As Emma leaves for her first vacation in 32 years with the family, the absent-minded Frederick sadly takes her to the station. She gets cold feet and decides to stay home, but Frederick won't let her and decides to go along with her to Niagara Falls. Waiting for their train, Frederick proposes and Emma accepts, even though she is afraid that people will talk. When the children learn about the marriage, Ronnie is happy for them, but the other children are embarrassed by the blot on their social record. On their honeymoon, as the happy Frederick and Emma row on the lake, they are teased by some young vacationers, prompting Frederick to take the oars from Emma. The exertion causes a mild heart attack and they return home. As the contented Frederick listens to Emma sing to him, he dies, and a short time later, the family learns that he has left his entire estate to Emma.

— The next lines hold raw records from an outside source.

//! Filesystem store for template and output image bytes.
//!
//! All addresses are paths relative to a single configured root
//! (`STORAGE_ROOT`). Output bytes live at `jobs/{job_id}/{product_id}.png`;
//! writes are plain overwrites so reruns of a job are idempotent.

use std::path::{Component, Path, PathBuf};

use feedframe_core::types::DbId;

#[derive(Debug, thiserror::Error)]
pub enum StoreError {
    #[error("Path escapes the storage root: {0}")]
    InvalidPath(String),

    #[error("Storage IO failed: {0}")]
    Io(#[from] std::io::Error),
}

/// Byte store rooted at a directory. Cheap to clone; every handle
/// shares the same root.
#[derive(Debug, Clone)]
pub struct ImageStore {
    root: PathBuf,
}

impl ImageStore {
    pub fn new(root: impl Into<PathBuf>) -> Self {
        Self { root: root.into() }
    }

    /// Write `bytes` at `rel_path`, creating parent directories and
    /// overwriting any existing file.
    pub async fn put(&self, rel_path: &str, bytes: &[u8]) -> Result<(), StoreError> {
        let path = self.resolve(rel_path)?;
        if let Some(parent) = path.parent() {
            tokio::fs::create_dir_all(parent).await?;
        }
        tokio::fs::write(&path, bytes).await?;
        Ok(())
    }

    /// Read the bytes at `rel_path`.
    pub async fn read(&self, rel_path: &str) -> Result<Vec<u8>, StoreError> {
        let path = self.resolve(rel_path)?;
        Ok(tokio::fs::read(&path).await?)
    }

    /// Remove the file at `rel_path`. Removing a path that is already
    /// gone succeeds; the anomaly is logged, not raised.
    pub async fn remove(&self, rel_path: &str) -> Result<(), StoreError> {
        let path = self.resolve(rel_path)?;
        match tokio::fs::remove_file(&path).await {
            Ok(()) => Ok(()),
            Err(e) if e.kind() == std::io::ErrorKind::NotFound => {
                tracing::warn!(rel_path, "Removing already-absent stored file");
                Ok(())
            }
            Err(e) => Err(e.into()),
        }
    }

    /// Remove a whole directory subtree (e.g. one job's outputs).
    /// Idempotent like [`remove`](Self::remove).
    pub async fn remove_dir(&self, rel_path: &str) -> Result<(), StoreError> {
        let path = self.resolve(rel_path)?;
        match tokio::fs::remove_dir_all(&path).await {
            Ok(()) => Ok(()),
            Err(e) if e.kind() == std::io::ErrorKind::NotFound => {
                tracing::warn!(rel_path, "Removing already-absent stored directory");
                Ok(())
            }
            Err(e) => Err(e.into()),
        }
    }

    /// Join `rel_path` onto the root, rejecting absolute paths and any
    /// `..` component.
    fn resolve(&self, rel_path: &str) -> Result<PathBuf, StoreError> {
        let rel = Path::new(rel_path);
        let escapes = rel.components().any(|c| {
            !matches!(c, Component::Normal(_) | Component::CurDir)
        });
        if rel_path.is_empty() || escapes {
            return Err(StoreError::InvalidPath(rel_path.to_string()));
        }
        Ok(self.root.join(rel))
    }
}

/// Storage address for one composited output.
///
/// The product id comes from an external feed, so anything outside
/// `[A-Za-z0-9._-]` is replaced before it becomes a path segment.
pub fn output_path(job_id: DbId, product_id: &str) -> String {
    let safe: String = product_id
        .chars()
        .map(|c| {
            if c.is_ascii_alphanumeric() || matches!(c, '.' | '_' | '-') {
                c
            } else {
                '-'
            }
        })
        .collect();
    format!("jobs/{job_id}/{safe}.png")
}

/// Storage directory holding all of one job's outputs.
pub fn job_dir(job_id: DbId) -> String {
    format!("jobs/{job_id}")
}

// ---------------------------------------------------------------------------
// Tests
// ---------------------------------------------------------------------------

#[cfg(test)]
mod tests {
    use super::*;

    fn temp_store() -> (tempfile::TempDir, ImageStore) {
        let dir = tempfile::tempdir().expect("tempdir should be creatable");
        let store = ImageStore::new(dir.path());
        (dir, store)
    }

    #[tokio::test]
    async fn put_read_roundtrip() {
        let (_dir, store) = temp_store();

        store.put("jobs/1/sku.png", b"bytes").await.unwrap();
        let read = store.read("jobs/1/sku.png").await.unwrap();
        assert_eq!(read, b"bytes");
    }

    #[tokio::test]
    async fn put_overwrites_existing_file() {
        let (_dir, store) = temp_store();

        store.put("jobs/1/sku.png", b"first").await.unwrap();
        store.put("jobs/1/sku.png", b"second").await.unwrap();

        let read = store.read("jobs/1/sku.png").await.unwrap();
        assert_eq!(read, b"second");
    }

    #[tokio::test]
    async fn remove_is_idempotent() {
        let (_dir, store) = temp_store();

        store.put("jobs/1/sku.png", b"bytes").await.unwrap();
        store.remove("jobs/1/sku.png").await.unwrap();
        assert!(store.read("jobs/1/sku.png").await.is_err());

        // Second removal of the same path must still succeed.
        store.remove("jobs/1/sku.png").await.unwrap();
    }

    #[tokio::test]
    async fn remove_dir_clears_job_outputs() {
        let (_dir, store) = temp_store();

        store.put("jobs/1/a.png", b"a").await.unwrap();
        store.put("jobs/1/b.png", b"b").await.unwrap();

        store.remove_dir("jobs/1").await.unwrap();
        assert!(store.read("jobs/1/a.png").await.is_err());

        // Absent directory is fine too.
        store.remove_dir("jobs/1").await.unwrap();
    }

    #[tokio::test]
    async fn traversal_paths_are_rejected() {
        let (_dir, store) = temp_store();

        assert!(matches!(
            store.read("../outside").await,
            Err(StoreError::InvalidPath(_))
        ));
        assert!(matches!(
            store.put("/etc/passwd", b"x").await,
            Err(StoreError::InvalidPath(_))
        ));
        assert!(matches!(
            store.read("").await,
            Err(StoreError::InvalidPath(_))
        ));
    }

    #[test]
    fn output_path_sanitizes_product_ids() {
        assert_eq!(output_path(7, "sku-123"), "jobs/7/sku-123.png");
        assert_eq!(output_path(7, "a/b\\c"), "jobs/7/a-b-c.png");
        assert_eq!(output_path(7, "../../x"), "jobs/7/..-..-x.png");
    }

    #[test]
    fn job_dir_address() {
        assert_eq!(job_dir(42), "jobs/42");
    }
}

Though Emma wants to give the money back to the children, all of them except Ronnie turn on her and threaten to prove that their father was crazy when he wrote the will. Emma throws them out and awaits the lawsuit they threaten while the loyal Ronnie goes to Canada for a flying assignment. Because the will cannot be broken, the children go to the district attorney to have him bring murder charges against Emma, using distorted testimony by Mathilda, the maid. When Ronnie hears about the trial, he desperately flies East to help Emma but is killed while flying through a dangerous storm.

Even though her life is in peril, she won't allow her kind attorney Haskins to defame the character or motives of the children. Her emotional plea for them in court results in her acquittal, but Emma's relief is ruined when she learns of Ronnie's death. A short time later, Emma gives all of the money to the children, telling Haskins that she hopes that now they will think better of her. After she sadly views Ronnie's body, Isabell, Bill and Gypsy beg her forgiveness and want her to stay with them, but she refuses, saying that her work with them is finished, but no matter what happens or where they all are, they will still belong to each other.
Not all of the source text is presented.